Start of Material provided

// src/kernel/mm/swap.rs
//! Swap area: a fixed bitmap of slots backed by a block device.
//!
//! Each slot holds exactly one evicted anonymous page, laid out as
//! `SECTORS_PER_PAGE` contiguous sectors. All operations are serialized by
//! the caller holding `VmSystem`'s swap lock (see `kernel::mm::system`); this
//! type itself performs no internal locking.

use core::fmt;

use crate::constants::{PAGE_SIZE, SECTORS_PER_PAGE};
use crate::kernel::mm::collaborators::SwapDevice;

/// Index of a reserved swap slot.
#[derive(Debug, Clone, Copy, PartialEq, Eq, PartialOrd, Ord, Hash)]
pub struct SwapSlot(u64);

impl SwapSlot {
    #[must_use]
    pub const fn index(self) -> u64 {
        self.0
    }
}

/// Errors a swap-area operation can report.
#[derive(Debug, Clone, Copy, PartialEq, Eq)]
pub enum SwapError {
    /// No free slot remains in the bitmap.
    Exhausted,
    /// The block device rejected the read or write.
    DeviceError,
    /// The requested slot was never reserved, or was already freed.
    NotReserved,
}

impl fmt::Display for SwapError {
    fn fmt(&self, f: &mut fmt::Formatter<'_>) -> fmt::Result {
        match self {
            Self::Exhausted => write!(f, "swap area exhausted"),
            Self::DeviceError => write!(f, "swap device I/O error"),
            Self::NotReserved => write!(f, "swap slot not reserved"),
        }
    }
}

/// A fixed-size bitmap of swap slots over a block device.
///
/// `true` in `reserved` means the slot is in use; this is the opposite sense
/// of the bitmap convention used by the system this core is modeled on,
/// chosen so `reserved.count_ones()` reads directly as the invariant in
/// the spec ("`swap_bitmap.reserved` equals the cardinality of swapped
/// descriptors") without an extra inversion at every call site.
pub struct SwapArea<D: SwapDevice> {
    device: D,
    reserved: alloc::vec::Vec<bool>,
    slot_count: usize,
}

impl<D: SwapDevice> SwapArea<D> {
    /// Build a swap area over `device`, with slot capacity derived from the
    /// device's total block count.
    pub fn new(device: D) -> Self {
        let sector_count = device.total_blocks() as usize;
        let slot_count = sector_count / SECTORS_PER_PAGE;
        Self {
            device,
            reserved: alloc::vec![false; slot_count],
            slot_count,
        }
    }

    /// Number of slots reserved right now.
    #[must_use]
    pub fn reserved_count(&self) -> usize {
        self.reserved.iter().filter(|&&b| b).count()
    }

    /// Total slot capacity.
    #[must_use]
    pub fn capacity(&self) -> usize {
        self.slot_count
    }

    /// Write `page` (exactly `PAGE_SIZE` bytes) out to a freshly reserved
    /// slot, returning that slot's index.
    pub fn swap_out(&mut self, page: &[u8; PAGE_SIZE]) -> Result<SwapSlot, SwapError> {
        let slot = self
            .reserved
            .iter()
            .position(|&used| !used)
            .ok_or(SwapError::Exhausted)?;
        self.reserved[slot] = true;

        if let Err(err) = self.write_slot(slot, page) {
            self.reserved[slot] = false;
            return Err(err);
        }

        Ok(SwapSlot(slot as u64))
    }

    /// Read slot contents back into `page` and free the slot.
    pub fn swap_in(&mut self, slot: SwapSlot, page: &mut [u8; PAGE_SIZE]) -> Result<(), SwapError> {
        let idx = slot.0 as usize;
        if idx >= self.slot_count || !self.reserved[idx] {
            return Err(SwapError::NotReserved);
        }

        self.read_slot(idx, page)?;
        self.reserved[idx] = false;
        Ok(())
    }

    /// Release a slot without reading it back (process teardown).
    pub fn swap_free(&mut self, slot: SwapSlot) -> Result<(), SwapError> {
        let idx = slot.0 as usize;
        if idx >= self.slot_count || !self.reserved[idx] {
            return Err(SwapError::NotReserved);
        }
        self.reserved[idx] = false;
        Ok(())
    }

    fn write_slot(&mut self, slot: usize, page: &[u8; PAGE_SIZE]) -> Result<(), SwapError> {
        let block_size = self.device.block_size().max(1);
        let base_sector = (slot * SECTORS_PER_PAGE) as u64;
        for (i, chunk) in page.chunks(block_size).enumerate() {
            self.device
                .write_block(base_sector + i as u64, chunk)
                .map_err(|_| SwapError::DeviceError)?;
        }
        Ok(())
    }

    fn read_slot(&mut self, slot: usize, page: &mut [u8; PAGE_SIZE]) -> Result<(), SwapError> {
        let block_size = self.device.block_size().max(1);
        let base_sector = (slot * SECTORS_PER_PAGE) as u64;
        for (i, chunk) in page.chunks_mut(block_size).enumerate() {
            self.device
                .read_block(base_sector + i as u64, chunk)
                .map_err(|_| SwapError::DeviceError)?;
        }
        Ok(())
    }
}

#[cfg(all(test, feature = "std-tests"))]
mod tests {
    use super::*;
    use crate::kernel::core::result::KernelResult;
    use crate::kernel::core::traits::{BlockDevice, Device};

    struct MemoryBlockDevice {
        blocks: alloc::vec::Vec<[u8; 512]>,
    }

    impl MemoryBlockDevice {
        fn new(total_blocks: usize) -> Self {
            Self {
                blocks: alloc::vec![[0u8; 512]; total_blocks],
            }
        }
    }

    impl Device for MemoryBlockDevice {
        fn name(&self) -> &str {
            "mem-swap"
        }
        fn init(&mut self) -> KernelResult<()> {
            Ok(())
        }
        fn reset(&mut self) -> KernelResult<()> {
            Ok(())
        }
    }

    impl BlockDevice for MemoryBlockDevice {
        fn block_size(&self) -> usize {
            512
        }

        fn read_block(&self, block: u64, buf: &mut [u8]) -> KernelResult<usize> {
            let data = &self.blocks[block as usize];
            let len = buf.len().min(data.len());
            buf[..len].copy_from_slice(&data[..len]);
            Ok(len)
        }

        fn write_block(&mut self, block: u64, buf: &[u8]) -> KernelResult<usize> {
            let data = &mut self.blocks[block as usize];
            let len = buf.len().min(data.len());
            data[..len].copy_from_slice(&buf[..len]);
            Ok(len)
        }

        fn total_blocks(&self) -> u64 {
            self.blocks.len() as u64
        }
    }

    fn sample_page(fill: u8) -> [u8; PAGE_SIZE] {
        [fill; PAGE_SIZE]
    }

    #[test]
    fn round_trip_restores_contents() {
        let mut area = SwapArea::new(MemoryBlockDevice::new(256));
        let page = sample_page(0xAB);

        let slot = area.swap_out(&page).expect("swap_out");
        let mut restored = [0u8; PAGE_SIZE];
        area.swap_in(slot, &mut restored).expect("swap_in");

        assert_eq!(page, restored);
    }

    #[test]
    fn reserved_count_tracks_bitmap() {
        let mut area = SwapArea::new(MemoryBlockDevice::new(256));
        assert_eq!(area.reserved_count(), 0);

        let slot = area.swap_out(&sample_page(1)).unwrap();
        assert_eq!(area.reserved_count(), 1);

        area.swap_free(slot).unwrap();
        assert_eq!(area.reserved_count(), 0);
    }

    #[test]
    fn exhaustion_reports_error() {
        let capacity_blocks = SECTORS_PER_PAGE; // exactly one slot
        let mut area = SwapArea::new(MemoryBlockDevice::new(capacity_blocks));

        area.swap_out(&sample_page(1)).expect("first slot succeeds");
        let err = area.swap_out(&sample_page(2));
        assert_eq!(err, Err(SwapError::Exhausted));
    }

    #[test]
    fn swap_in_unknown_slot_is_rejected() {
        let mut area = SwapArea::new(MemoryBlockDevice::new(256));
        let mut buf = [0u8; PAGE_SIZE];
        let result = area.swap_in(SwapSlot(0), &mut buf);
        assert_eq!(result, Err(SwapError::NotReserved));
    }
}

End of Material provided
Start of Material provided

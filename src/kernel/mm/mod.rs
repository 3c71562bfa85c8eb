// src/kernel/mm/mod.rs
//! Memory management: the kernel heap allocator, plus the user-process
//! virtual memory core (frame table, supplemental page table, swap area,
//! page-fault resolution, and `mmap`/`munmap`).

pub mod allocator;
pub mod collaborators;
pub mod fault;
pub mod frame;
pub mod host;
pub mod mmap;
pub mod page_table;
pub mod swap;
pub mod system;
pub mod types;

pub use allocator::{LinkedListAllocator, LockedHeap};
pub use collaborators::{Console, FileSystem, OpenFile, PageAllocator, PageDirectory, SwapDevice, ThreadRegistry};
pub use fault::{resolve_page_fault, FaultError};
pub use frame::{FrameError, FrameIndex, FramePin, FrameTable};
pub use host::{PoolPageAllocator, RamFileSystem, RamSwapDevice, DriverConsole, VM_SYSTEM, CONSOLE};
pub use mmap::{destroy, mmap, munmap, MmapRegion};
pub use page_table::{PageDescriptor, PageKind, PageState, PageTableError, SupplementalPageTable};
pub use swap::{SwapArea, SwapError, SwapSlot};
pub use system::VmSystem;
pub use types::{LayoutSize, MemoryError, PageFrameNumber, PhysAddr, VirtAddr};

End of Material provided

— Exercise —
In the material above, each line with the word "SwapSlot" should be copied.

— Output of the exercise —
pub struct SwapSlot(u64);
impl SwapSlot {
    pub fn swap_out(&mut self, page: &[u8; PAGE_SIZE]) -> Result<SwapSlot, SwapError> {
        Ok(SwapSlot(slot as u64))
    pub fn swap_in(&mut self, slot: SwapSlot, page: &mut [u8; PAGE_SIZE]) -> Result<(), SwapError> {
    pub fn swap_free(&mut self, slot: SwapSlot) -> Result<(), SwapError> {
        let result = area.swap_in(SwapSlot(0), &mut buf);
pub use swap::{SwapArea, SwapError, SwapSlot};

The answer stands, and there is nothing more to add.